EXERCISE OBJECTIVE
Check each line below for the word "WHERE". Then give only how many lines have it.

SUPPLIED MATERIAL
────────────────────
//! Principal persistence helpers shared by guards and session routes.

use rocket_db_pools::sqlx::{self, PgPool};
use uuid::Uuid;

use crate::auth::AuthResult;
use crate::auth::responses::{SignupRequest, UserProfileResponse, UserResponse};
use crate::models::{Book, Review, User};

const USER_COLUMNS: &str = "uid, username, email, firstname, lastname, role, is_verified, \
                            password_hash, created_at, updated_at";

pub async fn get_user_by_email(pool: &PgPool, email: &str) -> AuthResult<Option<User>> {
    let user = sqlx::query_as::<_, User>(&format!(
        "SELECT {USER_COLUMNS} FROM users WHERE lower(email) = lower($1)"
    ))
    .bind(email)
    .fetch_optional(pool)
    .await?;

    Ok(user)
}

pub async fn email_exists(pool: &PgPool, email: &str) -> AuthResult<bool> {
    let exists: bool =
        sqlx::query_scalar("SELECT EXISTS (SELECT 1 FROM users WHERE lower(email) = lower($1))")
            .bind(email)
            .fetch_one(pool)
            .await?;

    Ok(exists)
}

/// Insert a new, unverified principal with the default role.
pub async fn create_user(
    pool: &PgPool,
    signup: &SignupRequest,
    email: &str,
    password_hash: &str,
) -> AuthResult<User> {
    let user = sqlx::query_as::<_, User>(&format!(
        "INSERT INTO users (username, email, firstname, lastname, password_hash) \
         VALUES ($1, $2, $3, $4, $5) RETURNING {USER_COLUMNS}"
    ))
    .bind(signup.username.trim())
    .bind(email)
    .bind(signup.firstname.trim())
    .bind(signup.lastname.trim())
    .bind(password_hash)
    .fetch_one(pool)
    .await?;

    Ok(user)
}

pub async fn mark_verified(pool: &PgPool, user_uid: Uuid) -> AuthResult<()> {
    sqlx::query("UPDATE users SET is_verified = TRUE, updated_at = now() WHERE uid = $1")
        .bind(user_uid)
        .execute(pool)
        .await?;

    Ok(())
}

pub async fn update_password(pool: &PgPool, user_uid: Uuid, password_hash: &str) -> AuthResult<()> {
    sqlx::query("UPDATE users SET password_hash = $2, updated_at = now() WHERE uid = $1")
        .bind(user_uid)
        .bind(password_hash)
        .execute(pool)
        .await?;

    Ok(())
}

/// Assemble the nested profile representation: the principal plus the books
/// and reviews it owns.
pub async fn load_profile(pool: &PgPool, user: User) -> AuthResult<UserProfileResponse> {
    let books = sqlx::query_as::<_, Book>(
        "SELECT uid, title, author, publisher, published_date, page_count, language, user_uid, \
                created_at, updated_at \
         FROM books WHERE user_uid = $1 ORDER BY created_at DESC",
    )
    .bind(user.uid)
    .fetch_all(pool)
    .await?;

    let reviews = sqlx::query_as::<_, Review>(
        "SELECT uid, rating, review_text, user_uid, book_uid, created_at, updated_at \
         FROM reviews WHERE user_uid = $1 ORDER BY created_at DESC",
    )
    .bind(user.uid)
    .fetch_all(pool)
    .await?;

    Ok(UserProfileResponse {
        user: UserResponse::from(user),
        books,
        reviews,
    })
}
────────────────────
ANSWER SPACE
6